Très longtemps attendues, les pluies diluviennes du week-end des 19, 20 et 21 octobre avaient soulevé cette folle espérance que dans un final étincelant, la déjà très honorable saison des cèpes 2012 égalât 2011, son illustre aînée... Du reste, les agglomérats de bébés têtes noires qui pointaient sous l'humus de certaines places de mon bois mitoyen dès le vendredi 26 octobre ajoutaient à l'optimisme.
Au fond d'eux-mêmes, les observateurs assidus et avisés savaient bien que la configuration climatique des deux saisons présentait de sérieuses divergences et chacun voyait se profiler avec anxiété ce coup de froid brûtal annoncé pour le week-end précédent la Toussaint, soucieux de son intensité, de sa durée, de son impact sur le sol des bois et de la capacité de résistance voire de réaction du mycélium à cette agression. Sur ce point, l'exercice 2011 s'étaient achevé sous les meilleurs auspices, les premières gelées blanches ne survenant que début décembre.
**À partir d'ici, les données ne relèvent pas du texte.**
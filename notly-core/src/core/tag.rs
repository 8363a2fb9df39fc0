//! Tag entities and their store.

use std::sync::Arc;

use serde::{Deserialize, Serialize};
use uuid::Uuid;

use crate::core::gateway::Gateway;
use crate::{NotlyError, Result};

const COLLECTION: &str = "tags";

/// A label that can be attached to cards.
#[derive(Debug, Clone, PartialEq, Serialize, Deserialize)]
#[serde(rename_all = "camelCase")]
pub struct Tag {
    pub id: String,
    pub name: String,
    pub color: Option<String>,
    pub created_at: i64,
}

/// In-memory collection of tags. Names are unique case-insensitively; the
/// original casing is preserved for display.
pub struct TagStore {
    gateway: Arc<Gateway>,
    tags: Vec<Tag>,
    loaded: bool,
}

impl TagStore {
    pub(crate) fn new(gateway: Arc<Gateway>) -> Self {
        Self { gateway, tags: Vec::new(), loaded: false }
    }

    /// Hydrates the store from the backend. Idempotent.
    pub fn load(&mut self) {
        if self.loaded {
            return;
        }
        self.tags = self.gateway.load(COLLECTION).unwrap_or_default();
        self.loaded = true;
    }

    pub fn is_loaded(&self) -> bool {
        self.loaded
    }

    /// Creates a tag with a trimmed, unique name.
    ///
    /// # Errors
    ///
    /// Returns [`NotlyError::ValidationFailed`] if the name is empty after
    /// trimming or collides (case-insensitively) with an existing tag.
    pub fn create(&mut self, name: &str, color: Option<String>) -> Result<Tag> {
        let name = self.validate_name(name, None)?;
        let tag = Tag {
            id: Uuid::new_v4().to_string(),
            name,
            color,
            created_at: chrono::Utc::now().timestamp_millis(),
        };
        self.tags.push(tag.clone());
        self.gateway.persist(COLLECTION, &self.tags);
        Ok(tag)
    }

    /// Renames the tag with `id` under the same rules as [`TagStore::create`].
    ///
    /// # Errors
    ///
    /// Returns [`NotlyError::TagNotFound`] if no such tag exists, or
    /// [`NotlyError::ValidationFailed`] for an empty or colliding name.
    pub fn rename(&mut self, id: &str, name: &str) -> Result<Tag> {
        let name = self.validate_name(name, Some(id))?;
        let tag = self
            .tags
            .iter_mut()
            .find(|t| t.id == id)
            .ok_or_else(|| NotlyError::TagNotFound(id.to_string()))?;
        tag.name = name;
        let renamed = tag.clone();
        self.gateway.persist(COLLECTION, &self.tags);
        Ok(renamed)
    }

    /// Removes the tag with `id` and returns it. Stripping the tag from
    /// cards is the application layer's job.
    ///
    /// # Errors
    ///
    /// Returns [`NotlyError::TagNotFound`] if no such tag exists.
    pub fn delete(&mut self, id: &str) -> Result<Tag> {
        let index = self
            .tags
            .iter()
            .position(|t| t.id == id)
            .ok_or_else(|| NotlyError::TagNotFound(id.to_string()))?;
        let removed = self.tags.remove(index);
        self.gateway.persist(COLLECTION, &self.tags);
        Ok(removed)
    }

    pub fn get(&self, id: &str) -> Option<&Tag> {
        self.tags.iter().find(|t| t.id == id)
    }

    /// Case-insensitive lookup by name.
    pub fn get_by_name(&self, name: &str) -> Option<&Tag> {
        let needle = name.trim().to_lowercase();
        self.tags.iter().find(|t| t.name.to_lowercase() == needle)
    }

    pub fn contains(&self, id: &str) -> bool {
        self.tags.iter().any(|t| t.id == id)
    }

    pub fn list(&self) -> &[Tag] {
        &self.tags
    }

    pub fn len(&self) -> usize {
        self.tags.len()
    }

    pub fn is_empty(&self) -> bool {
        self.tags.is_empty()
    }

    fn validate_name(&self, name: &str, exclude_id: Option<&str>) -> Result<String> {
        let trimmed = name.trim();
        if trimmed.is_empty() {
            return Err(NotlyError::ValidationFailed("Tag name must not be empty".to_string()));
        }
        let lower = trimmed.to_lowercase();
        let collides = self
            .tags
            .iter()
            .any(|t| Some(t.id.as_str()) != exclude_id && t.name.to_lowercase() == lower);
        if collides {
            return Err(NotlyError::ValidationFailed(format!("Tag '{trimmed}' already exists")));
        }
        Ok(trimmed.to_string())
    }
}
Cette année, les figures obligées de la météo ne nous épargnèrent pas ces premiers frissons d'octobre finissant. Si en sous-bois, il ne gela pas stricto sensu, la température des sols s'abaissa rapidement en deçà du seuil d'activation du processus fongique, plombées par trois à quatre gelées en prairie les 28, 29, 30 et 31 octobre. Dès le lundi 29 octobre tout se passait dans mes boletières comme si le froid avait figé les scènes de ses menus crimes. Tant et si bien qu'à l'heure où j'écris, mes petits cèpes sont toujours là, ils n'ont pas gelé, chose qui me fut donnée à observer par le passé, y compris chez des cèpes noirs adultes, mais ils n'ont pas poussé d'un millimètre depuis le 26 octobre où je les vis poindre.
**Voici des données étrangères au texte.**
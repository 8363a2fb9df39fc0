//! Project entities and their store.

use std::sync::Arc;

use serde::{Deserialize, Serialize};
use uuid::Uuid;

use crate::core::gateway::Gateway;
use crate::{NotlyError, Result};

const COLLECTION: &str = "projects";

/// A top-level container for boards, cards, and files.
#[derive(Debug, Clone, PartialEq, Serialize, Deserialize)]
#[serde(rename_all = "camelCase")]
pub struct Project {
    pub id: String,
    pub title: String,
    pub description: Option<String>,
    pub color: Option<String>,
    /// Asset reference of the rendered thumbnail, if one has been captured.
    pub thumbnail_path: Option<String>,
    pub created_at: i64,
    pub updated_at: i64,
}

/// Patch applied by [`ProjectStore::update`]; `None` fields are left unchanged.
#[derive(Debug, Clone, Default, Deserialize)]
#[serde(rename_all = "camelCase")]
pub struct UpdateProject {
    pub title: Option<String>,
    pub description: Option<String>,
    pub color: Option<String>,
    pub thumbnail_path: Option<String>,
}

/// In-memory collection of projects, persisted as one JSON array.
pub struct ProjectStore {
    gateway: Arc<Gateway>,
    projects: Vec<Project>,
    loaded: bool,
}

impl ProjectStore {
    pub(crate) fn new(gateway: Arc<Gateway>) -> Self {
        Self { gateway, projects: Vec::new(), loaded: false }
    }

    /// Hydrates the store from the backend. Idempotent: once loaded, further
    /// calls return without touching storage.
    pub fn load(&mut self) {
        if self.loaded {
            return;
        }
        self.projects = self.gateway.load(COLLECTION).unwrap_or_default();
        self.loaded = true;
    }

    pub fn is_loaded(&self) -> bool {
        self.loaded
    }

    /// Creates a project and persists the collection.
    pub fn create(&mut self, title: &str, description: Option<String>) -> Project {
        let now = chrono::Utc::now().timestamp_millis();
        let project = Project {
            id: Uuid::new_v4().to_string(),
            title: title.to_string(),
            description,
            color: None,
            thumbnail_path: None,
            created_at: now,
            updated_at: now,
        };
        self.projects.push(project.clone());
        self.gateway.persist(COLLECTION, &self.projects);
        project
    }

    /// Applies `patch` to the project with `id` and bumps `updated_at`.
    ///
    /// # Errors
    ///
    /// Returns [`NotlyError::ProjectNotFound`] if no such project exists.
    pub fn update(&mut self, id: &str, patch: UpdateProject) -> Result<Project> {
        let project = self
            .projects
            .iter_mut()
            .find(|p| p.id == id)
            .ok_or_else(|| NotlyError::ProjectNotFound(id.to_string()))?;

        if let Some(title) = patch.title {
            project.title = title;
        }
        if let Some(description) = patch.description {
            project.description = Some(description);
        }
        if let Some(color) = patch.color {
            project.color = Some(color);
        }
        if let Some(thumbnail_path) = patch.thumbnail_path {
            project.thumbnail_path = Some(thumbnail_path);
        }
        project.updated_at = chrono::Utc::now().timestamp_millis();

        let updated = project.clone();
        self.gateway.persist(COLLECTION, &self.projects);
        Ok(updated)
    }

    /// Removes the project with `id` and returns it. Cascading deletion of
    /// dependent entities is the application layer's job.
    ///
    /// # Errors
    ///
    /// Returns [`NotlyError::ProjectNotFound`] if no such project exists.
    pub fn delete(&mut self, id: &str) -> Result<Project> {
        let index = self
            .projects
            .iter()
            .position(|p| p.id == id)
            .ok_or_else(|| NotlyError::ProjectNotFound(id.to_string()))?;
        let removed = self.projects.remove(index);
        self.gateway.persist(COLLECTION, &self.projects);
        Ok(removed)
    }

    pub(crate) fn insert(&mut self, project: Project) {
        self.projects.push(project);
        self.gateway.persist(COLLECTION, &self.projects);
    }

    pub fn get(&self, id: &str) -> Option<&Project> {
        self.projects.iter().find(|p| p.id == id)
    }

    pub fn contains(&self, id: &str) -> bool {
        self.projects.iter().any(|p| p.id == id)
    }

    pub fn list(&self) -> &[Project] {
        &self.projects
    }

    pub fn len(&self) -> usize {
        self.projects.len()
    }

    pub fn is_empty(&self) -> bool {
        self.projects.is_empty()
    }
}

#[cfg(test)]
mod tests {
    use super::*;
    use crate::core::storage::{MemoryBackend, StorageBackend};
    use std::sync::atomic::{AtomicUsize, Ordering};

    /// Backend wrapper that counts reads, for load-once verification.
    struct CountingBackend {
        inner: MemoryBackend,
        reads: AtomicUsize,
    }

    impl CountingBackend {
        fn new() -> Self {
            Self { inner: MemoryBackend::new(), reads: AtomicUsize::new(0) }
        }
    }

    impl StorageBackend for CountingBackend {
        fn read(&self, collection: &str) -> Result<Option<String>> {
            self.reads.fetch_add(1, Ordering::SeqCst);
            self.inner.read(collection)
        }

        fn write(&self, collection: &str, payload: &str) -> Result<()> {
            self.inner.write(collection, payload)
        }

        fn remove(&self, collection: &str) -> Result<()> {
            self.inner.remove(collection)
        }
    }

    fn store() -> ProjectStore {
        let gateway = Arc::new(Gateway::new(Arc::new(MemoryBackend::new())));
        let mut store = ProjectStore::new(gateway);
        store.load();
        store
    }

    #[test]
    fn test_create_assigns_id_and_timestamps() {
        let mut store = store();
        let project = store.create("Thesis", Some("Research notes".to_string()));

        assert!(!project.id.is_empty());
        assert_eq!(project.title, "Thesis");
        assert_eq!(project.created_at, project.updated_at);
        assert_eq!(store.len(), 1);
    }

    #[test]
    fn test_update_patches_only_given_fields() {
        let mut store = store();
        let project = store.create("Old", None);

        let updated = store
            .update(&project.id, UpdateProject { title: Some("New".to_string()), ..Default::default() })
            .unwrap();
        assert_eq!(updated.title, "New");
        assert_eq!(updated.description, None);
        assert!(updated.updated_at >= project.updated_at);
    }

    #[test]
    fn test_update_missing_project_fails() {
        let mut store = store();
        let result = store.update("nope", UpdateProject::default());
        assert!(matches!(result, Err(NotlyError::ProjectNotFound(_))));
    }

    #[test]
    fn test_delete_returns_removed_project() {
        let mut store = store();
        let project = store.create("Doomed", None);

        let removed = store.delete(&project.id).unwrap();
        assert_eq!(removed.id, project.id);
        assert!(store.is_empty());
        assert!(store.delete(&project.id).is_err());
    }

    #[test]
    fn test_load_reads_storage_exactly_once() {
        let backend = Arc::new(CountingBackend::new());
        let gateway = Arc::new(Gateway::new(backend.clone()));

        let mut store = ProjectStore::new(gateway);
        store.load();
        store.load();
        store.load();
        assert_eq!(backend.reads.load(Ordering::SeqCst), 1);
        assert!(store.is_loaded());
    }

    #[test]
    fn test_mutations_survive_reload() {
        let backend = Arc::new(MemoryBackend::new());
        let gateway = Arc::new(Gateway::new(backend.clone()));

        let mut store = ProjectStore::new(gateway);
        store.load();
        let project = store.create("Persisted", None);

        let mut fresh = ProjectStore::new(Arc::new(Gateway::new(backend)));
        fresh.load();
        assert_eq!(fresh.get(&project.id).map(|p| p.title.as_str()), Some("Persisted"));
    }
}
Après les premières bises, d'autres cèpes sont nés dans ma châtaigneraie, mais à de très rares exceptions près, ils n'ont pas cru davantage et se sont étiolés lamentablement. C'est qu'à peine les températures avaient-elles regagné quelques degrés le ciel crut bon d'ajouter la noyade à l'hypothermie. Dès lors tous les rejetons qui pointèrent dans le courant des vacances de Toussaint eurent la texture d'une boulette de papier imbibée d'eau, hormi quelques têtes noires qui sourdaient des entrailles du sol. Dans d'autres bois, j'eus un peu plus de succès, mais cette pousse contrariée ne put jamais soutenir la comparaison avec celle de la première décade de septembre ou des trois premières semaines d'octobre...
Ce soir, me retournant sur les trois dernières semaines écoulées, il ne fait guère de doute que si le coup de froid n'a pas tué la saison des cèpes 2012, il a pu la freiner dans son envol final dans des proportions qu'il conviendra d'apprécier plus bas et que le redoux, surtout qu'il fut encore interrompu par d'autres gelées blanches et accompagné de pluies froides et de trop éphémères répits ensoleillés, n'a jamais été en mesure de la relancer par l'élévation de la température des sols, de loin la plus déterminante. À ce sujet, notre ultime espoir tient à ce que la grande douceur promise à partir de mercredi prochain associée à un ensoleillement enfin plus conséquent, aboutisse à drainer des sols saturés d'eau pour mieux leur faire grappiller ces quelques degrés indispensables à réactiver tout processus de fructification mycélien...
Si malgré tout ce scénario, où il en va au moins autant de nos espérances que du raisonnable, ne se réalisait pas, ou alors en de très faibles proportions, la saison des cèpes 2012, quoique de fort belle tenue, nous laisserait sur un indépassable sentiment d'inachevé et en proie à des escouades de questions entêtantes sur lesquelles je vais m'employer dès à présent, dans l'incertitude où nous avançons nombreux, à vous dégager quelques éléments de réponse...
Le coup de froid de Toussaint 2012 a-t-il tué la saison des cèpes et dans ce cas, que serait-il advenu sans ces gelées ?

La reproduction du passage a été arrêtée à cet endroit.